Cancer is a complicated disease. Tumors are made up of many different types of cancer cells, and our current treatment techniques can't always clear them all out. Now, a team of Oxford researchers has developed a way to track the genetic "life histories" of thousands of individual cancer cells at once, which may lead to more effective and personalized cancer treatments.

Cancer cells are basically just normal cells that have accumulated certain mutations that allow them to grow out of control. But even within one tumor, individual cancer cells can mutate in different ways over time, to the point where treatments will work on some, but not all, cancer cells in a patient. Surviving cells could then continue to grow and spread through the body.

"Without knowing what kinds of cells a patient has, it is difficult to predict how the patient will respond to a particular kind of treatment or drug," says Professor Adam Mead, an author of the study. "This means that cancer patients often have relapses, because their treatment only killed off some kinds of cancer cells."

To better track a wider range of cancer cells, the Oxford researchers created a new technique called TARGET-seq. The method is apparently sensitive enough to detect mutations in single cells, as well as the consequences of those mutations – known as the transcriptome. With that, the technique can be used to unravel the entire life history of cells, including which mutations occurred and in what order.

The team tested the TARGET-seq technique on 4,559 single cells collected from 15 patients with blood cancer. Interestingly, although the patients had the same types of cancer and had been treated with the same therapies, the life histories of their cancer cells were very different. Even a patient's own cells had very different back stories.
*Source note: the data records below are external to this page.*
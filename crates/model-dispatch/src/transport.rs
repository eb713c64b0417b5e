//! HTTP transport for completion attempts.
//!
//! `CompletionTransport` is the seam between the fallback loop and the
//! network. Production uses [`HttpTransport`] over reqwest; tests inject
//! scripted implementations so no endpoint is needed.

use std::sync::Arc;

use async_trait::async_trait;
#[cfg(test)]
use mockall::automock;

use crate::config::DispatchConfig;
use crate::error::{DispatchError, TransportError};
use crate::wire::{ChatCompletion, CompletionRequest};

/// One network attempt against the hosted endpoint.
#[cfg_attr(test, automock)]
#[async_trait]
pub trait CompletionTransport: Send + Sync {
    async fn execute(&self, request: CompletionRequest) -> Result<ChatCompletion, TransportError>;
}

#[async_trait]
impl<T: CompletionTransport + ?Sized> CompletionTransport for Arc<T> {
    async fn execute(&self, request: CompletionRequest) -> Result<ChatCompletion, TransportError> {
        (**self).execute(request).await
    }
}

/// Production transport: one POST per attempt with bearer auth and
/// application-identifying headers.
///
/// The client (and its timeout) is built once and reused across attempts.
pub struct HttpTransport {
    client: reqwest::Client,
    chat_url: String,
    api_key: String,
    referer: String,
    app_title: String,
}

impl HttpTransport {
    /// Build from config. An absent credential is carried as an empty bearer
    /// token; the dispatcher gates on the credential before any attempt, so
    /// this transport never runs without one in practice.
    pub fn new(config: &DispatchConfig) -> Result<Self, DispatchError> {
        let client = reqwest::Client::builder()
            .timeout(config.timeout)
            .build()
            .map_err(|e| {
                DispatchError::Configuration(format!("failed to build HTTP client: {e}"))
            })?;

        Ok(Self {
            client,
            chat_url: config.chat_url(),
            api_key: config.api_key.clone().unwrap_or_default(),
            referer: config.referer.clone(),
            app_title: config.app_title.clone(),
        })
    }
}

#[async_trait]
impl CompletionTransport for HttpTransport {
    async fn execute(&self, request: CompletionRequest) -> Result<ChatCompletion, TransportError> {
        let response = self
            .client
            .post(&self.chat_url)
            .header("Authorization", format!("Bearer {}", self.api_key))
            .header("HTTP-Referer", &self.referer)
            .header("X-Title", &self.app_title)
            .json(&request)
            .send()
            .await
            .map_err(classify_send_error)?;

        let status = response.status();
        if !status.is_success() {
            let body = response.text().await.unwrap_or_default();
            return Err(TransportError::Status {
                status: status.as_u16(),
                body,
            });
        }

        response
            .json::<ChatCompletion>()
            .await
            .map_err(|e| TransportError::MalformedBody(e.to_string()))
    }
}

fn classify_send_error(err: reqwest::Error) -> TransportError {
    if err.is_timeout() {
        TransportError::Timeout
    } else {
        TransportError::Network(err.to_string())
    }
}
//! Netspace Configuration
//!
//! Where the two stores live and whether the testing-only capabilities
//! (reset, address rewrite, root seeding) are enabled. Passed explicitly to
//! [`Netspace::open`](super::Netspace::open); there is no global config.

use crate::error::{Error, Result};
use crate::store::{FileStore, MemoryStore, SharedStore};
use std::path::PathBuf;
use std::sync::Arc;

/// Store name for GSN entries
pub const GSN_STORE_NAME: &str = "node_geosub";

/// Store name for GTN entries
pub const GTN_STORE_NAME: &str = "node_geotop";

/// Backend holding the registry stores
#[derive(Debug, Clone, PartialEq, Eq)]
pub enum StoreBackend {
    /// In-process maps, lost on drop
    InMemory,
    /// One JSON file per store under `root_path`
    FileSystem { root_path: PathBuf },
}

/// Whether this netspace is a live deployment or a test environment
#[derive(Debug, Clone, Copy, PartialEq, Eq, Default)]
pub enum RegistryMode {
    #[default]
    Live,
    Testing,
}

/// Configuration for a netspace
#[derive(Debug, Clone)]
pub struct NetspaceConfig {
    pub store: StoreBackend,
    pub mode: RegistryMode,
}

impl Default for NetspaceConfig {
    fn default() -> Self {
        Self {
            store: StoreBackend::FileSystem {
                root_path: PathBuf::from("/var/lib/netspace/live"),
            },
            mode: RegistryMode::Live,
        }
    }
}

impl NetspaceConfig {
    /// Live file-backed stores under `root_path`
    pub fn live(root_path: impl Into<PathBuf>) -> Self {
        Self {
            store: StoreBackend::FileSystem {
                root_path: root_path.into(),
            },
            mode: RegistryMode::Live,
        }
    }

    /// Testing-mode file-backed stores under `root_path`
    pub fn testing(root_path: impl Into<PathBuf>) -> Self {
        Self {
            store: StoreBackend::FileSystem {
                root_path: root_path.into(),
            },
            mode: RegistryMode::Testing,
        }
    }

    /// Testing-mode in-memory stores
    pub fn in_memory() -> Self {
        Self {
            store: StoreBackend::InMemory,
            mode: RegistryMode::Testing,
        }
    }

    pub fn is_testing(&self) -> bool {
        self.mode == RegistryMode::Testing
    }

    /// Validate configuration
    pub fn validate(&self) -> Result<()> {
        if let StoreBackend::FileSystem { root_path } = &self.store {
            if root_path.as_os_str().is_empty() {
                return Err(Error::Configuration("store root path is empty".into()));
            }
        }
        Ok(())
    }

    /// Build the GSN and GTN stores for this configuration
    pub fn open_stores(&self) -> Result<(SharedStore, SharedStore)> {
        self.validate()?;
        match &self.store {
            StoreBackend::InMemory => Ok((
                Arc::new(MemoryStore::new(GSN_STORE_NAME)),
                Arc::new(MemoryStore::new(GTN_STORE_NAME)),
            )),
            StoreBackend::FileSystem { root_path } => Ok((
                Arc::new(FileStore::open(root_path, GSN_STORE_NAME)?),
                Arc::new(FileStore::open(root_path, GTN_STORE_NAME)?),
            )),
        }
    }
}
//! Error types for the netspace registry
//!
//! Lookups that find nothing and registrations that conflict are ordinary
//! outcomes (`None` / `false`) and never appear here. This type carries the
//! things a caller cannot treat as control flow: malformed input, bad
//! configuration, and a broken store.

use thiserror::Error;

/// Unified error type for the registry
#[derive(Error, Debug)]
pub enum Error {
    // =========================================================================
    // Input Errors
    // =========================================================================
    #[error("Validation error: {0}")]
    Validation(String),

    #[error("Configuration error: {0}")]
    Configuration(String),

    // =========================================================================
    // Store Errors
    // =========================================================================
    #[error("Corrupt entry in store {store}: {key} - {reason}")]
    CorruptEntry {
        store: String,
        key: String,
        reason: String,
    },

    #[error("Store error: {0}")]
    Store(String),

    #[error("JSON error: {0}")]
    Json(#[from] serde_json::Error),

    // =========================================================================
    // IO Errors
    // =========================================================================
    #[error("IO error: {0}")]
    Io(#[from] std::io::Error),
}

/// Broad category of an error, used by callers to pick a response
#[derive(Debug, Clone, Copy, PartialEq, Eq)]
pub enum ErrorKind {
    /// Caller supplied something malformed; nothing was mutated
    Validation,
    /// The registry was built from an unusable configuration
    Configuration,
    /// The backing store failed; there is no recovery path
    Fatal,
}

impl Error {
    /// Classify this error
    pub fn kind(&self) -> ErrorKind {
        match self {
            Error::Validation(_) => ErrorKind::Validation,
            Error::Configuration(_) => ErrorKind::Configuration,
            Error::CorruptEntry { .. } | Error::Store(_) | Error::Json(_) | Error::Io(_) => {
                ErrorKind::Fatal
            }
        }
    }

    /// Check if this error comes from the store rather than the caller
    pub fn is_fatal(&self) -> bool {
        self.kind() == ErrorKind::Fatal
    }

    pub(crate) fn corrupt(store: &str, key: &str, reason: impl ToString) -> Self {
        Error::CorruptEntry {
            store: store.to_string(),
            key: key.to_string(),
            reason: reason.to_string(),
        }
    }
}

/// Result type alias for the registry
pub type Result<T> = std::result::Result<T, Error>;

#[cfg(test)]
mod tests {
    use super::*;

    #[test]
    fn test_error_kinds() {
        let err = Error::Validation("expected 7 fields".into());
        assert_eq!(err.kind(), ErrorKind::Validation);
        assert!(!err.is_fatal());

        let err = Error::Configuration("empty store path".into());
        assert_eq!(err.kind(), ErrorKind::Configuration);

        let err = Error::corrupt("node_geosub", "alpha", "missing field `host`");
        assert_eq!(err.kind(), ErrorKind::Fatal);
        assert!(err.is_fatal());
    }

    #[test]
    fn test_io_is_fatal() {
        let err: Error = std::io::Error::new(std::io::ErrorKind::Other, "disk gone").into();
        assert!(err.is_fatal());
        assert!(err.to_string().contains("disk gone"));
    }
}
//! Key-Value Store Backends
//!
//! The registries are written against [`KeyValueStore`], a synchronous
//! associative store keyed by string. Two implementations are provided: an
//! in-process map and a flat JSON file per store name.

mod file;
mod memory;

pub use file::FileStore;
pub use memory::MemoryStore;

use crate::error::Result;
use serde_json::Value;
use std::sync::Arc;

// =============================================================================
// KeyValueStore Trait
// =============================================================================

/// Associative store consumed by the registries
///
/// Every call is independent; nothing is atomic across calls. `keys` returns
/// keys in the store's own order, which both provided implementations keep as
/// insertion order.
pub trait KeyValueStore: Send + Sync {
    /// Name of this store (e.g. `node_geosub`)
    fn name(&self) -> &str;

    /// Get a value by key
    fn get(&self, key: &str) -> Result<Option<Value>>;

    /// Insert or replace a value
    fn set(&self, key: &str, value: Value) -> Result<()>;

    /// Delete a value; absent keys are not an error
    fn delete(&self, key: &str) -> Result<()>;

    /// All keys in store order
    fn keys(&self) -> Result<Vec<String>>;

    /// All entries in store order
    fn all(&self) -> Result<Vec<(String, Value)>> {
        let mut entries = Vec::new();
        for key in self.keys()? {
            if let Some(value) = self.get(&key)? {
                entries.push((key, value));
            }
        }
        Ok(entries)
    }

    /// Remove every entry
    fn clear(&self) -> Result<()>;
}

/// Type alias for a shared store handle
pub type SharedStore = Arc<dyn KeyValueStore>;
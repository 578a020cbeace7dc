//! Netspace Events
//!
//! Events emitted by the registries for external consumers to react to
//! netspace changes. Only successful mutations produce an event.

use crate::domain::NodeState;
use chrono::{DateTime, Utc};
use serde::{Deserialize, Serialize};
use tokio::sync::broadcast;

/// Capacity of each registry's event channel
pub const EVENT_CHANNEL_CAPACITY: usize = 1024;

/// Events emitted by the netspace registries
#[derive(Debug, Clone, PartialEq, Serialize, Deserialize)]
#[serde(tag = "event", rename_all = "snake_case")]
pub enum NetspaceEvent {
    /// A node joined the GSN
    NodeRegistered {
        identity: String,
        host: String,
        at: DateTime<Utc>,
    },

    /// A node left the GSN
    NodeUnregistered { identity: String, at: DateTime<Utc> },

    /// A node's state was replaced
    NodeStateChanged {
        identity: String,
        state: NodeState,
        at: DateTime<Utc>,
    },

    /// A node's address was replaced (testing mode)
    NodeAddressChanged {
        identity: String,
        address: String,
        at: DateTime<Utc>,
    },

    /// A node became a root of a geosub
    RootRegistered {
        identity: String,
        geosub: String,
        at: DateTime<Utc>,
    },

    /// A node stopped being a root of a geosub
    RootUnregistered {
        identity: String,
        geosub: String,
        at: DateTime<Utc>,
    },

    /// Both stores were wiped (testing mode)
    Reset { at: DateTime<Utc> },
}

impl NetspaceEvent {
    /// Identity of the node this event concerns, if any
    pub fn identity(&self) -> Option<&str> {
        match self {
            NetspaceEvent::NodeRegistered { identity, .. }
            | NetspaceEvent::NodeUnregistered { identity, .. }
            | NetspaceEvent::NodeStateChanged { identity, .. }
            | NetspaceEvent::NodeAddressChanged { identity, .. }
            | NetspaceEvent::RootRegistered { identity, .. }
            | NetspaceEvent::RootUnregistered { identity, .. } => Some(identity),
            NetspaceEvent::Reset { .. } => None,
        }
    }

    /// Check if this event came from the GTN
    pub fn is_root_event(&self) -> bool {
        matches!(
            self,
            NetspaceEvent::RootRegistered { .. } | NetspaceEvent::RootUnregistered { .. }
        )
    }

    /// Geosub name for root events
    pub fn geosub(&self) -> Option<&str> {
        match self {
            NetspaceEvent::RootRegistered { geosub, .. }
            | NetspaceEvent::RootUnregistered { geosub, .. } => Some(geosub),
            _ => None,
        }
    }
}

/// Broadcast sender shared by a registry and its subscribers
#[derive(Debug, Clone)]
pub struct EventBus {
    sender: broadcast::Sender<NetspaceEvent>,
}

impl EventBus {
    pub fn new() -> Self {
        let (sender, _) = broadcast::channel(EVENT_CHANNEL_CAPACITY);
        Self { sender }
    }

    pub fn subscribe(&self) -> broadcast::Receiver<NetspaceEvent> {
        self.sender.subscribe()
    }

    /// Publish an event; having no subscribers is not an error
    pub fn publish(&self, event: NetspaceEvent) {
        let _ = self.sender.send(event);
    }
}

impl Default for EventBus {
    fn default() -> Self {
        Self::new()
    }
}
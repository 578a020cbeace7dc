//! GTN Registry
//!
//! Directory of root nodes in the geo-topology network. Each entry records
//! that one node is a root of one geosub, keyed by `identity + "__" + geosub`.
//!
//! Root entries keep no state or role, so every record reconstructed from the
//! GTN reads `NodeState::Unspecified` and `NodeRole::UNKNOWN`.

use crate::domain::{NodeRecord, NodeRole, NodeService, NodeState};
use crate::error::{Error, Result};
use crate::netspace::events::{EventBus, NetspaceEvent};
use crate::store::SharedStore;
use chrono::Utc;
use serde::{Deserialize, Serialize};
use serde_json::Value;
use tokio::sync::broadcast;
use tracing::{debug, info};

/// Separator between identity and geosub in a composite key
pub const COMPOSITE_KEY_SEPARATOR: &str = "__";

/// Build the GTN key for a (node, geosub) pair
pub fn composite_key(identity: &str, geosub: &str) -> String {
    format!("{}{}{}", identity, COMPOSITE_KEY_SEPARATOR, geosub)
}

/// Recover the node identity from a composite key and the geosub it ends with
///
/// Stripping the known suffix keeps identities ending in `_` intact; a key
/// without that suffix falls back to the text before the first separator.
pub fn identity_from_key<'a>(key: &'a str, geosub: &str) -> &'a str {
    key.strip_suffix(geosub)
        .and_then(|rest| rest.strip_suffix(COMPOSITE_KEY_SEPARATOR))
        .unwrap_or_else(|| key.split(COMPOSITE_KEY_SEPARATOR).next().unwrap_or(key))
}

// =============================================================================
// Root Registration
// =============================================================================

/// Fields persisted for a GTN root entry
#[derive(Debug, Clone, PartialEq, Eq, Serialize, Deserialize)]
pub struct RootRegistration {
    pub host: String,
    pub address: String,
    pub service: NodeService,
    pub priority: NodeState,
    pub geosub: String,
    pub key: String,
}

impl RootRegistration {
    fn new(node: &NodeRecord, geosub: &str) -> Self {
        Self {
            host: node.host.clone(),
            address: node.address.clone(),
            service: node.service,
            priority: NodeState::Disabled,
            geosub: geosub.to_string(),
            key: node.key.clone(),
        }
    }

    /// Rebuild a node record; state and role are fixed defaults
    pub fn to_node(&self, identity: &str) -> NodeRecord {
        NodeRecord {
            identity: identity.to_string(),
            host: self.host.clone(),
            address: self.address.clone(),
            service: self.service,
            state: NodeState::Unspecified,
            role: NodeRole::UNKNOWN,
            key: self.key.clone(),
        }
    }
}

// =============================================================================
// GTN Registry
// =============================================================================

/// Root-node directory
pub struct GtnRegistry {
    store: SharedStore,
    events: EventBus,
}

impl GtnRegistry {
    pub fn new(store: SharedStore) -> Self {
        Self {
            store,
            events: EventBus::new(),
        }
    }

    /// Get an event receiver
    pub fn subscribe(&self) -> broadcast::Receiver<NetspaceEvent> {
        self.events.subscribe()
    }

    fn decode(&self, key: &str, value: Value) -> Result<RootRegistration> {
        serde_json::from_value(value).map_err(|e| Error::corrupt(self.store.name(), key, e))
    }

    fn entries(&self) -> Result<Vec<(String, RootRegistration)>> {
        self.store
            .all()?
            .into_iter()
            .map(|(key, value)| {
                let entry = self.decode(&key, value)?;
                Ok((key, entry))
            })
            .collect()
    }

    fn validate(identity: &str, geosub: &str) -> Result<()> {
        if geosub.is_empty() {
            return Err(Error::Validation("geosub name is empty".into()));
        }
        if geosub.contains(COMPOSITE_KEY_SEPARATOR) {
            return Err(Error::Validation(format!(
                "geosub name {:?} contains {:?}",
                geosub, COMPOSITE_KEY_SEPARATOR
            )));
        }
        // ("a_", "g") and ("a", "_g") would share the key "a___g"
        if geosub.starts_with('_') {
            return Err(Error::Validation(format!("geosub name {:?} starts with '_'", geosub)));
        }
        if identity.contains(COMPOSITE_KEY_SEPARATOR) {
            return Err(Error::Validation(format!(
                "identity {:?} contains {:?}",
                identity, COMPOSITE_KEY_SEPARATOR
            )));
        }
        Ok(())
    }

    // =========================================================================
    // Mutations
    // =========================================================================

    /// Register `node` as a root of `geosub`
    pub fn register_root(&self, node: &NodeRecord, geosub: &str) -> Result<bool> {
        Self::validate(&node.identity, geosub)?;

        let key = composite_key(&node.identity, geosub);
        if self.store.get(&key)?.is_some() {
            debug!(identity = %node.identity, geosub, "Root register rejected: already a root");
            return Ok(false);
        }

        let entry = RootRegistration::new(node, geosub);
        self.store.set(&key, serde_json::to_value(&entry)?)?;

        info!(identity = %node.identity, geosub, "Registered GTN root");
        self.events.publish(NetspaceEvent::RootRegistered {
            identity: node.identity.clone(),
            geosub: geosub.to_string(),
            at: Utc::now(),
        });
        Ok(true)
    }

    /// Remove `node` as a root of `geosub`
    pub fn unregister_root(&self, node: &NodeRecord, geosub: &str) -> Result<bool> {
        let key = composite_key(&node.identity, geosub);
        if self.store.get(&key)?.is_none() {
            debug!(identity = %node.identity, geosub, "Root unregister rejected: not a root");
            return Ok(false);
        }

        self.store.delete(&key)?;

        info!(identity = %node.identity, geosub, "Unregistered GTN root");
        self.events.publish(NetspaceEvent::RootUnregistered {
            identity: node.identity.clone(),
            geosub: geosub.to_string(),
            at: Utc::now(),
        });
        Ok(true)
    }

    // =========================================================================
    // Queries
    // =========================================================================

    /// Roots registered against `geosub`, in store order
    pub fn roots_of(&self, geosub: &str) -> Result<Vec<NodeRecord>> {
        Ok(self
            .entries()?
            .into_iter()
            .filter(|(_, entry)| entry.geosub == geosub)
            .map(|(key, entry)| entry.to_node(identity_from_key(&key, &entry.geosub)))
            .collect())
    }

    /// Point lookup of one root entry
    pub fn root_by_identity(&self, identity: &str, geosub: &str) -> Result<Option<NodeRecord>> {
        let key = composite_key(identity, geosub);
        match self.store.get(&key)? {
            Some(value) => Ok(Some(self.decode(&key, value)?.to_node(identity))),
            None => Ok(None),
        }
    }

    /// Raw root entry including priority and geosub
    pub fn registration(&self, identity: &str, geosub: &str) -> Result<Option<RootRegistration>> {
        let key = composite_key(identity, geosub);
        match self.store.get(&key)? {
            Some(value) => self.decode(&key, value).map(Some),
            None => Ok(None),
        }
    }

    /// Every root entry across all geosubs
    pub fn root_nodes(&self) -> Result<Vec<NodeRecord>> {
        Ok(self
            .entries()?
            .into_iter()
            .map(|(key, entry)| entry.to_node(identity_from_key(&key, &entry.geosub)))
            .collect())
    }

    /// Distinct geosub names in first-seen order
    pub fn geosubs(&self) -> Result<Vec<String>> {
        let mut names: Vec<String> = Vec::new();
        for (_, entry) in self.entries()? {
            if !names.contains(&entry.geosub) {
                names.push(entry.geosub);
            }
        }
        Ok(names)
    }

    pub(crate) fn clear(&self) -> Result<()> {
        self.store.clear()
    }
}

impl std::fmt::Debug for GtnRegistry {
    fn fmt(&self, f: &mut std::fmt::Formatter<'_>) -> std::fmt::Result {
        f.debug_struct("GtnRegistry")
            .field("store", &self.store.name())
            .finish()
    }
}

#[cfg(test)]
mod tests {
    use super::*;
    use crate::store::MemoryStore;
    use assert_matches::assert_matches;
    use std::sync::Arc;

    fn registry() -> GtnRegistry {
        GtnRegistry::new(Arc::new(MemoryStore::new("node_geotop")))
    }

    fn node(identity: &str) -> NodeRecord {
        NodeRecord::new(
            identity,
            format!("{}.example", identity),
            "10.0.0.1",
            NodeService::Dvsp,
            NodeState::Enabled,
            NodeRole::HYBRID,
            "secret",
        )
    }

    #[test]
    fn test_composite_key() {
        assert_eq!(composite_key("alpha", "esusx"), "alpha__esusx");
        assert_eq!(identity_from_key("alpha__esusx", "esusx"), "alpha");
        assert_eq!(identity_from_key("alpha___esusx", "esusx"), "alpha_");
        assert_eq!(identity_from_key("plain", "esusx"), "plain");
    }

    #[test]
    fn test_register_same_node_in_two_geosubs() {
        let gtn = registry();
        let alpha = node("alpha");

        assert!(gtn.register_root(&alpha, "g1").unwrap());
        assert!(gtn.register_root(&alpha, "g2").unwrap());
        assert!(!gtn.register_root(&alpha, "g1").unwrap());

        let roots = gtn.roots_of("g1").unwrap();
        assert_eq!(roots.len(), 1);
        assert_eq!(roots[0].identity, "alpha");
        assert_eq!(roots[0].state, NodeState::Unspecified);
        assert_eq!(roots[0].role, NodeRole::UNKNOWN);
        assert_eq!(roots[0].host, "alpha.example");
        assert_eq!(roots[0].key, "secret");
    }

    #[test]
    fn test_registration_defaults_priority() {
        let gtn = registry();
        gtn.register_root(&node("alpha"), "g1").unwrap();

        let entry = gtn.registration("alpha", "g1").unwrap().unwrap();
        assert_eq!(entry.priority, NodeState::Disabled);
        assert_eq!(entry.geosub, "g1");
        assert_eq!(entry.service, NodeService::Dvsp);
    }

    #[test]
    fn test_unregister_root() {
        let gtn = registry();
        let alpha = node("alpha");

        assert!(!gtn.unregister_root(&alpha, "g1").unwrap());

        gtn.register_root(&alpha, "g1").unwrap();
        gtn.register_root(&alpha, "g2").unwrap();
        assert!(gtn.unregister_root(&alpha, "g1").unwrap());

        assert_eq!(gtn.root_by_identity("alpha", "g1").unwrap(), None);
        assert!(gtn.root_by_identity("alpha", "g2").unwrap().is_some());
    }

    #[test]
    fn test_root_by_identity() {
        let gtn = registry();
        gtn.register_root(&node("alpha"), "g1").unwrap();

        let root = gtn.root_by_identity("alpha", "g1").unwrap().unwrap();
        assert_eq!(root.identity, "alpha");
        assert_eq!(root.state, NodeState::Unspecified);
        assert_eq!(gtn.root_by_identity("alpha", "g2").unwrap(), None);
        assert_eq!(gtn.root_by_identity("beta", "g1").unwrap(), None);
    }

    #[test]
    fn test_geosubs_and_root_nodes() {
        let gtn = registry();
        gtn.register_root(&node("alpha"), "g1").unwrap();
        gtn.register_root(&node("beta"), "g2").unwrap();
        gtn.register_root(&node("gamma"), "g1").unwrap();

        assert_eq!(gtn.geosubs().unwrap(), vec!["g1", "g2"]);

        let ids: Vec<_> = gtn.root_nodes().unwrap().into_iter().map(|n| n.identity).collect();
        assert_eq!(ids, vec!["alpha", "beta", "gamma"]);

        let g1: Vec<_> = gtn.roots_of("g1").unwrap().into_iter().map(|n| n.identity).collect();
        assert_eq!(g1, vec!["alpha", "gamma"]);
    }

    #[test]
    fn test_identity_ending_in_underscore() {
        let gtn = registry();
        gtn.register_root(&node("alpha_"), "g1").unwrap();
        gtn.register_root(&node("beta__"), "g2").unwrap_err();
        gtn.register_root(&node("gamma"), "g3").unwrap();

        let direct = gtn.root_by_identity("alpha_", "g1").unwrap().unwrap();
        let listed = gtn.roots_of("g1").unwrap();
        assert_eq!(listed, vec![direct]);
        assert_eq!(listed[0].identity, "alpha_");

        let ids: Vec<_> = gtn.root_nodes().unwrap().into_iter().map(|n| n.identity).collect();
        assert_eq!(ids, vec!["alpha_", "gamma"]);
        assert_eq!(gtn.roots_of("g3").unwrap()[0].identity, "gamma");

        // Would collide with alpha_ under g1
        assert_matches!(gtn.register_root(&node("alpha"), "_g1"), Err(Error::Validation(_)));
    }

    #[test]
    fn test_rejects_ambiguous_keys() {
        let gtn = registry();

        assert_matches!(gtn.register_root(&node("alpha"), "bad__name"), Err(Error::Validation(_)));
        assert_matches!(gtn.register_root(&node("al__pha"), "g1"), Err(Error::Validation(_)));
        assert_matches!(gtn.register_root(&node("alpha"), ""), Err(Error::Validation(_)));
        assert!(gtn.root_nodes().unwrap().is_empty());
    }

    #[test]
    fn test_root_events() {
        let gtn = registry();
        let mut rx = gtn.subscribe();
        gtn.register_root(&node("alpha"), "g1").unwrap();

        let event = rx.try_recv().unwrap();
        assert!(event.is_root_event());
        assert_eq!(event.geosub(), Some("g1"));
    }
}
With this new tool, scientists could better understand which types of cancer cells each patient has, and personalize treatments for them that can wipe out tumors completely. It can also help scientists develop more effective treatments and then track how well they perform in trials.

"Having this information is really important, because it not only gives us unique information about how tumors change over time, but also how they might respond in future to different treatments and drugs,' says Alba Rodriguez-Meira, first author on the study. "No two patients will have exactly the same mixture of cancer cells with exactly the same pattern of evolution, and our technique will allow clinicians to monitor patient progression during clinical trials and ultimately customize the treatment they offer to the unique mixture of cancer cells that every cancer patient has."

The research was published in the journal Molecular Cell.